Adoption of hypofractionated accelerated radiation (HART) with concurrent chemotherapy in the treatment of lung cancer has been limited by toxicity concerns. We aimed to describe outcomes of patients treated with this approach. In patients with smaller treatment volumes, and with favorable dosimetry to organs at risk, this approach showed excellent local control with low toxicity. Purpose/Objectives: Adoption of hypofractionated accelerated radiation therapy (HART) with concurrent chemotherapy has been limited by toxicity concerns. We aimed to describe outcomes of patients treated with HART and concurrent chemotherapy and to evaluate dosimetry to organs at risk to guide patient selection. Materials/Methods: We evaluated a retrospective cohort of NSCLC patients treated with concurrent chemotherapy with HART ( > 2.2 Gy per fraction) or standard fractionated radiation therapy (SFRT; 2-2.2 Gy fractions). Dosimetric parameters to key organs at risk were compared, and toxicity, patterns of recurrence and survival were calculated for the cohorts.

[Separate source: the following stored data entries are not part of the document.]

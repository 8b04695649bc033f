//! Business logic services for admin.
//!
//! # Services
//!
//! - `accounts` - Account creation through the identity API
//! - `analytics` - Dashboard counters, daily trends and popular products
//! - `collections` - Raw collection and document browser
//! - `csv_import` - Bulk product upsert from CSV
//! - `export` - Users joined with their latest analysis, as CSV
//! - `prompts` - Analysis prompt updates with history retention

pub mod accounts;
pub mod analytics;
pub mod collections;
pub mod csv_import;
pub mod export;
pub mod prompts;

pub use accounts::{AccountError, AccountProvider, CreateUserRequest, IdentityClient};
pub use csv_import::{ImportError, ImportReport};
pub use export::{ExportError, ExportRequest};
pub use prompts::PromptError;

use skincare_admin_core::EmailError;
use thiserror::Error;

/// Input rejected before any store or identity call.
#[derive(Debug, Error, PartialEq, Eq)]
pub enum ValidationError {
    #[error("Invalid email: {0}")]
    Email(#[from] EmailError),

    #[error("Password must be at least {min} characters")]
    PasswordTooShort { min: usize },

    #[error("{0} is required")]
    Required(&'static str),

    #[error("New prompt is identical to the current one")]
    Unchanged,
}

Results: Fifty-three patients treated with HART were compared with 100 patients treated with SFRT. Median dose per fraction for the HART cohort was 2.75 Gy (range 2.4-3 Gy). HART patients had significantly lower doses to the lung, heart, and esophagus due to patient selection. The HART group and had rates of grade 2 + pneumonitis (9.4 vs. 19%, P = .16) and grade 2 + esophagitis (20.8 vs. 45%, P < .01) that compared favorably to SFRT. Cumulative incidence of in-field recurrence trended lower in the HART cohort (7.6% vs. 23.1%, P = .058). Among the HART group, 88.7% (47/53) met the newly proposed lung constraints based on the degree of hypofractionation Conclusion: In select patients with favorable dosimetry to organs at risk, definitive HART with concurrent chemotherapy achieved excellent local control with low toxicity. These results are being used to inform a prospective study on the safety and efficacy of HART with concurrent chemotherapy for select NSCLC patients.